Many people at the conference travel regularly in developing countries "with weak infrastructure, bad roads, lack of emergency services," so deaths during travel, he said, "always (feel) close to home."

James Friedman, executive director of the American Academy of HIV Medicine, noted that because several of the dead were involved in research, the AIDS community will continue to feel the impact.

"Not only did this tragedy take the lives of these researchers, but also robbed the world of their future discoveries and contributions to the HIV/AIDS patients they served," he said in a statement.

Tragic Echoes

Many in the AIDS community saw Thursday's tragedy as the latest in a string of deaths that have tested the spirit of their movement. AIDS has killed more than 36 million people during the past three decades, according to UNAIDS, the United Nations effort against AIDS and HIV, the virus that causes the disease.

Several other prominent leaders in AIDS research have died in airplane accidents, Holtgrave noted, including a biologist who was among the 270 people who died when a Pan Am jet was bombed over Lockerbie, Scotland, in 1988. A decade later, Jonathan Mann of the World Health Organization and his wife, Mary Lou Clements-Mann, a prominent AIDS vaccine researcher, were among 229 people who died when SwissAir Flight 111 crashed into the Atlantic Ocean near Novia Scotia after having left New York's John F. Kennedy International Airport.
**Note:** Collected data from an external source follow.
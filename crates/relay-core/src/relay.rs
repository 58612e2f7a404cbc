//! Conversation relay: buffered user turns in, model replies out.
//!
//! Also the entry point for everything else the bot sends on its own:
//! broadcasts and scheduled reminders.

use std::{sync::Arc, time::Duration};

use chrono::{DateTime, Utc};
use tokio::{sync::oneshot, task::JoinHandle, time::Instant};
use tokio_util::sync::CancellationToken;

use crate::{
    broadcast::{BroadcastConfig, BroadcastDispatcher, BroadcastHandle, JobStatus},
    buffer::{BoxFuture, BufferConfig, FlushFn, MessageBuffer},
    classify::{classify_send_error, DeliveryError},
    config::Config,
    domain::{ConversationId, JobId},
    formatting::to_markdown_v2,
    messaging::{throttled::FloodGate, types::OutboundMessage},
    model::types::ChatMessage,
    ports::{LlmGateway, PersistencePort, TransportPort},
    reminder::{is_due, ReminderConfig, ReminderRun, ReminderTime},
    repair::{escape_all, repair, Dialect},
    stats::ActivityStats,
    store::HistoryConfig,
    utils::split_text,
    Error, Result,
};

/// Sent when a buffered turn produced no reply.
pub const FAILURE_NOTICE: &str =
    "Sorry, I couldn't get a reply this time. Please try again in a moment.";

/// Telegram shows a chat action for about five seconds.
const TYPING_INTERVAL: Duration = Duration::from_secs(3);

#[derive(Clone, Debug, Default)]
pub struct RelayConfig {
    pub buffer: BufferConfig,
    pub history: HistoryConfig,
    pub broadcast: BroadcastConfig,
    pub reminders: ReminderConfig,
}

impl From<&Config> for RelayConfig {
    fn from(cfg: &Config) -> Self {
        Self {
            buffer: cfg.buffer,
            history: cfg.history,
            broadcast: cfg.broadcast,
            reminders: cfg.reminders.clone(),
        }
    }
}

pub struct Relay {
    buffer: Arc<MessageBuffer>,
    dispatcher: Arc<BroadcastDispatcher>,
    persistence: Arc<dyn PersistencePort>,
    turns: Arc<TurnHandler>,
    reminders: ReminderConfig,
}

impl Relay {
    /// `gate` is the flood gate the transport sends through; replies and
    /// broadcasts wait on it after a rate-limit answer.
    pub fn new(
        cfg: RelayConfig,
        llm: Arc<dyn LlmGateway>,
        transport: Arc<dyn TransportPort>,
        persistence: Arc<dyn PersistencePort>,
        gate: Arc<FloodGate>,
    ) -> Arc<Self> {
        let turns = Arc::new(TurnHandler {
            llm,
            transport: transport.clone(),
            persistence: persistence.clone(),
            history: cfg.history,
            gate: gate.clone(),
        });

        let flush: FlushFn = {
            let turns = turns.clone();
            Arc::new(move |id: ConversationId, text: String| {
                let turns = turns.clone();
                let fut: BoxFuture<Result<()>> =
                    Box::pin(async move { turns.handle(id, text).await });
                fut
            })
        };

        Arc::new(Self {
            buffer: MessageBuffer::new(cfg.buffer, flush),
            dispatcher: BroadcastDispatcher::new(
                cfg.broadcast,
                transport,
                persistence.clone(),
                gate,
            ),
            persistence,
            turns,
            reminders: cfg.reminders,
        })
    }

    /// Feed one inbound fragment. The turn is answered once the conversation
    /// has been quiet for the debounce interval.
    pub async fn on_fragment(
        &self,
        id: ConversationId,
        text: impl Into<String>,
        now: Instant,
    ) -> Result<()> {
        self.buffer.append(id, text, now);
        self.persistence.upsert_conversation(id).await
    }

    /// First contact (`/start`).
    pub async fn register(&self, id: ConversationId) -> Result<()> {
        self.persistence.upsert_conversation(id).await
    }

    /// Drop the model context. Stored history is kept and a pending buffer
    /// for the conversation is left alone.
    pub async fn forget(&self, id: ConversationId) -> Result<()> {
        tracing::info!(conversation_id = %id, "context forgotten");
        self.persistence.forget(id).await
    }

    /// Start a broadcast. Without explicit recipients it goes to every
    /// active conversation.
    pub async fn start_broadcast(
        &self,
        payload: OutboundMessage,
        recipients: Option<Vec<ConversationId>>,
    ) -> Result<BroadcastHandle> {
        let recipients = match recipients {
            Some(r) => r,
            None => self.active_sorted().await?,
        };
        self.dispatcher.start(payload, recipients).await
    }

    pub fn cancel_broadcast(&self, job: JobId) -> bool {
        self.dispatcher.cancel(job)
    }

    pub fn broadcast_status(&self, job: JobId) -> Option<JobStatus> {
        self.dispatcher.status(job)
    }

    pub fn reminder_config(&self) -> &ReminderConfig {
        &self.reminders
    }

    /// Remind every conversation whose reminder time came up within the
    /// last check interval.
    pub async fn send_due_reminders(&self, now: DateTime<Utc>) -> Result<ReminderRun> {
        let cfg = &self.reminders;
        let mut due: Vec<ConversationId> = self
            .persistence
            .list_reminder_targets()
            .await?
            .into_iter()
            .filter(|t| {
                is_due(
                    cfg.times_for(t.times.as_deref()),
                    now,
                    cfg.utc_offset,
                    cfg.check_interval,
                    t.last_reminded,
                )
            })
            .map(|t| t.id)
            .collect();
        due.sort();
        Ok(self.remind_all(due, now).await)
    }

    /// Remind every active conversation that has reminders on, regardless
    /// of the time of day (`/send_reminders`).
    pub async fn send_reminders_now(&self) -> Result<ReminderRun> {
        let cfg = &self.reminders;
        let mut ids: Vec<ConversationId> = self
            .persistence
            .list_reminder_targets()
            .await?
            .into_iter()
            .filter(|t| !cfg.times_for(t.times.as_deref()).is_empty())
            .map(|t| t.id)
            .collect();
        ids.sort();
        Ok(self.remind_all(ids, Utc::now()).await)
    }

    /// Own reminder times for a conversation; `None` restores the defaults.
    pub async fn set_reminder_times(
        &self,
        id: ConversationId,
        times: Option<Vec<ReminderTime>>,
    ) -> Result<()> {
        tracing::info!(conversation_id = %id, times = ?times, "reminder times changed");
        self.persistence.set_reminder_times(id, times).await
    }

    /// Activity report for one conversation or all of them, in the
    /// reminder clock's offset.
    pub async fn activity_stats(&self, id: Option<ConversationId>) -> Result<ActivityStats> {
        let activity = self.persistence.activity(id).await?;
        Ok(ActivityStats::compute(id, &activity, self.reminders.utc_offset))
    }

    async fn remind_all(&self, ids: Vec<ConversationId>, now: DateTime<Utc>) -> ReminderRun {
        let mut run = ReminderRun {
            total: ids.len(),
            ..ReminderRun::default()
        };
        if ids.is_empty() {
            return run;
        }

        let instruction = self.reminders.render_prompt(now);
        for id in ids {
            match self.turns.remind(id, &instruction, now).await {
                Ok(()) => run.sent += 1,
                Err(e) => {
                    run.failed += 1;
                    tracing::warn!(conversation_id = %id, error = %e, "reminder not sent");
                }
            }
        }
        run
    }

    async fn active_sorted(&self) -> Result<Vec<ConversationId>> {
        let mut all: Vec<_> = self
            .persistence
            .list_active_recipients()
            .await?
            .into_iter()
            .collect();
        all.sort();
        Ok(all)
    }
}

#[derive(Clone, Copy, Debug, PartialEq, Eq)]
enum Stage {
    Formatted,
    Repaired,
    Plain,
}

/// Repeats the "typing..." chat action until stopped.
struct TypingIndicator {
    stop: oneshot::Sender<()>,
    task: JoinHandle<()>,
}

impl TypingIndicator {
    fn start(transport: Arc<dyn TransportPort>, id: ConversationId) -> Self {
        let (stop, mut stop_rx) = oneshot::channel::<()>();
        let task = tokio::spawn(async move {
            let mut tick = tokio::time::interval(TYPING_INTERVAL);
            loop {
                tokio::select! {
                  _ = tick.tick() => {
                    if let Err(e) = transport.typing(id).await {
                        tracing::debug!(conversation_id = %id, error = %e, "typing action failed");
                    }
                  }
                  _ = &mut stop_rx => break,
                }
            }
        });
        Self { stop, task }
    }

    async fn stop(self) {
        let _ = self.stop.send(());
        let _ = self.task.await;
    }
}

/// Consumer of flushed turns, and the sender of reminders.
struct TurnHandler {
    llm: Arc<dyn LlmGateway>,
    transport: Arc<dyn TransportPort>,
    persistence: Arc<dyn PersistencePort>,
    history: HistoryConfig,
    gate: Arc<FloodGate>,
}

impl TurnHandler {
    async fn handle(&self, id: ConversationId, text: String) -> Result<()> {
        let typing = TypingIndicator::start(self.transport.clone(), id);
        let generated = self.generate(id, &text).await;
        typing.stop().await;

        let reply = match generated {
            Ok(reply) => reply,
            Err(e) => {
                tracing::warn!(conversation_id = %id, error = %e, "no reply for turn");
                let notice = OutboundMessage::plain(FAILURE_NOTICE);
                if let Err(send_err) = self.transport.send(id, &notice).await {
                    tracing::warn!(conversation_id = %id, error = %send_err, "failure notice not sent");
                }
                return Err(e);
            }
        };
        self.deliver(id, &reply).await
    }

    async fn generate(&self, id: ConversationId, text: &str) -> Result<String> {
        let history = self
            .persistence
            .load_history(id, self.history.max_context)
            .await?;

        let started = Instant::now();
        let reply = non_empty_reply(self.llm.complete(&history, text).await?)?;
        tracing::info!(
            conversation_id = %id,
            context = history.len(),
            elapsed_ms = started.elapsed().as_millis() as u64,
            "model replied"
        );

        for entry in [ChatMessage::user(text), ChatMessage::assistant(reply.clone())] {
            if let Err(e) = self.persistence.append_history(id, entry).await {
                tracing::warn!(conversation_id = %id, error = %e, "history not saved");
            }
        }
        Ok(reply)
    }

    /// Generate and deliver one reminder. The reminder becomes part of the
    /// history so the user's answer has context.
    async fn remind(&self, id: ConversationId, instruction: &str, now: DateTime<Utc>) -> Result<()> {
        let history = self
            .persistence
            .load_history(id, self.history.max_context)
            .await?;
        let reply = non_empty_reply(self.llm.remind(&history, instruction).await?)?;

        self.deliver(id, &reply).await?;
        if let Err(e) = self
            .persistence
            .append_history(id, ChatMessage::assistant(reply))
            .await
        {
            tracing::warn!(conversation_id = %id, error = %e, "reminder not saved to history");
        }
        self.persistence.mark_reminded(id, now).await?;
        tracing::info!(conversation_id = %id, "reminder sent");
        Ok(())
    }

    async fn deliver(&self, id: ConversationId, reply: &str) -> Result<()> {
        let caps = self.transport.capabilities();
        let max_len = caps.max_message_len.max(1);

        // Room for the escapes MarkdownV2 adds.
        for chunk in split_text(reply, (max_len * 3 / 4).max(1)) {
            let formatted = caps
                .supports_markdown
                .then(|| to_markdown_v2(&chunk))
                .filter(|f| f.chars().count() <= max_len);
            self.send_with_fallback(id, formatted, &chunk).await?;
        }
        Ok(())
    }

    /// MarkdownV2, then repaired MarkdownV2, then plain text. A rate limit
    /// pauses the shared gate and is waited out once; a gone recipient is
    /// deactivated.
    async fn send_with_fallback(
        &self,
        id: ConversationId,
        formatted: Option<String>,
        raw: &str,
    ) -> Result<()> {
        let (mut message, mut stage) = match formatted {
            Some(text) => (OutboundMessage::markdown(text), Stage::Formatted),
            None => (OutboundMessage::plain(raw), Stage::Plain),
        };
        let mut waited = false;

        loop {
            let err = match self.transport.send(id, &message).await {
                Ok(_) => return Ok(()),
                Err(err) => err,
            };

            match classify_send_error(&err) {
                DeliveryError::RateLimited { retry_after } if !waited => {
                    waited = true;
                    let wait = retry_after.unwrap_or(self.gate.config().default_pause);
                    tracing::info!(conversation_id = %id, wait_ms = wait.as_millis() as u64, "reply rate limited");
                    self.gate.pause_for(wait);
                    self.gate.wait_resume(&CancellationToken::new()).await;
                }
                DeliveryError::RateLimited { .. } => {
                    return Err(Error::Transport(err.to_string()));
                }
                DeliveryError::PermanentRecipientGone => {
                    self.persistence.deactivate(id).await?;
                    return Err(Error::Transport(format!("recipient gone: {err}")));
                }
                DeliveryError::MalformedContent { offset } if stage == Stage::Formatted => {
                    let mut fixed = repair(&message.text, Some(offset), Dialect::MarkdownV2);
                    if fixed == message.text {
                        fixed = escape_all(&message.text, Dialect::MarkdownV2);
                    }
                    tracing::debug!(conversation_id = %id, offset, "resending repaired reply");
                    message = message.with_text(fixed);
                    stage = Stage::Repaired;
                }
                kind if stage != Stage::Plain => {
                    tracing::debug!(conversation_id = %id, kind = kind.label(), "falling back to plain text");
                    message = OutboundMessage::plain(raw);
                    stage = Stage::Plain;
                }
                _ => return Err(Error::Transport(err.to_string())),
            }
        }
    }
}

fn non_empty_reply(reply: String) -> Result<String> {
    let reply = reply.trim();
    if reply.is_empty() {
        return Err(Error::Llm("model returned an empty reply".to_string()));
    }
    Ok(reply.to_string())
}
On his Facebook page Friday, writer and AIDS activist Sean Strub reflected on how the AIDS community would cope with yet another tragedy.

"Those of us who have been engaged in AIDS work for many years are more practiced at grief than any human should ever have to become," Strub wrote. "We learned long ago how to crawl through the rubble of human destruction to carry on, despite the deaths of close friends and allies. That's what we're going to do in the days ahead."